Payment Network Aggregators – These aggregators operate payments networks that traditionally rely on an indirect network connection. Alike correspondent banks, they build third-party relationships to enter markets where they don’t want to establish their connections. This enables them to easily scale and provide a wide array of solutions as they aggregate multiple partners’ individual connections. But indirect connections expose payment network aggregators and charge ongoing fees to various risks associated with every partner and give restricted visibility of fund flows.

Cross-border payments are more in number than ever, thanks to the best minds and the use of evolving technologies in this sector. There won’t be a surprise if we see more players and consumers making it widespread.

Read: Skaleet Partners with Thunes for Cross Border Payment Expansion

Open Banking Introduces New Dimensions of Banking Services

Banking system has tremendously changed in the last decade, and in yesteryears, personal and professional details of account holders were not more than archives. But, with new services evolving in the financial world, things have taken a new form, and those details are considered as data, one of the strongest contemporary resources to drive traditional-turned digital banking to the next level.
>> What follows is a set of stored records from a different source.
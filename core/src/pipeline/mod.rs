// storefront/src/pipeline/mod.rs

//! A small named-step pipeline used to express the multi-step business flows
//! (checkout, registration) as an ordered list of async handlers over a shared
//! `ContextData<T>`.

pub mod context_data;
pub mod control;
pub mod definition;
pub mod execution;

pub use context_data::ContextData;
pub use control::{PipelineControl, PipelineResult};
pub use definition::{Handler, Pipeline};
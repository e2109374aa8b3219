// storefront/src/models/product.rs

use chrono::{DateTime, Utc};
use serde::{Deserialize, Serialize};

pub type ProductId = i64;

/// A catalog entry. `price` is in the smallest currency unit and may change at
/// any time; orders keep their own copy.
#[derive(Debug, Clone, PartialEq, Eq, Serialize, Deserialize)]
pub struct Product {
  pub id: ProductId,
  pub name: String,
  pub description: String,
  pub price: i64,
  pub created_at: DateTime<Utc>,
}

/// A validated product awaiting insertion.
#[derive(Debug, Clone, PartialEq, Eq, Serialize, Deserialize)]
pub struct NewProduct {
  pub name: String,
  pub description: String,
  pub price: i64,
}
Open banking is one of trending digital banking practices where banks and other financial service providers open data for regulated providers to retrieve, use, and share.

Data of customers given to third parties, you got worried, right?

Data sharing has been controversial as financial services users are being more aware of data use, access, and capitalization practices. They now put their concerns forward to their respective financial institutions, be it bank, lending services or others.  Modern-day banking users have more digital literacy at least when it comes to the use of data, but a big fat question is, “is this literacy enough to understand evolving banking practices or they would still doubt open banking where data sharing is a prominent aspect?”.

To resolve these confusions or financial literacy issues, why not to understand “Open Banking” in a deeper way than ever.

First of all, data sharing or its use by third-party institution is not unsafe as it seems because banks are efficiently putting in place their infrastructure for data of their customers to be shared more easily with third parties, when the customer agrees to do so. For instance, Yapily Connect is a feature that unlocks the potential of Open Banking.

The last part is equally important. Open Banking isn’t some ruse to allow banks to sell data of their customers more easily. The purpose is completely opposite- open banking was brought to improve financial services for customers. And by opening to data, they’ve kept in-house, it enables new financial institutions and new products to come to market, and use the data in innovative, and helpful ways.

So, does the story of Open Banking end here, no, it begins here.

Open Banking brings an ecosystem for data employment, where it helps all parties involved in the process-

For financial services providers– At the top of the chain, it will enable these providers to aptly innovate on their products as per evolving demands. Open banking will allow them to establish themselves in a more competitive way.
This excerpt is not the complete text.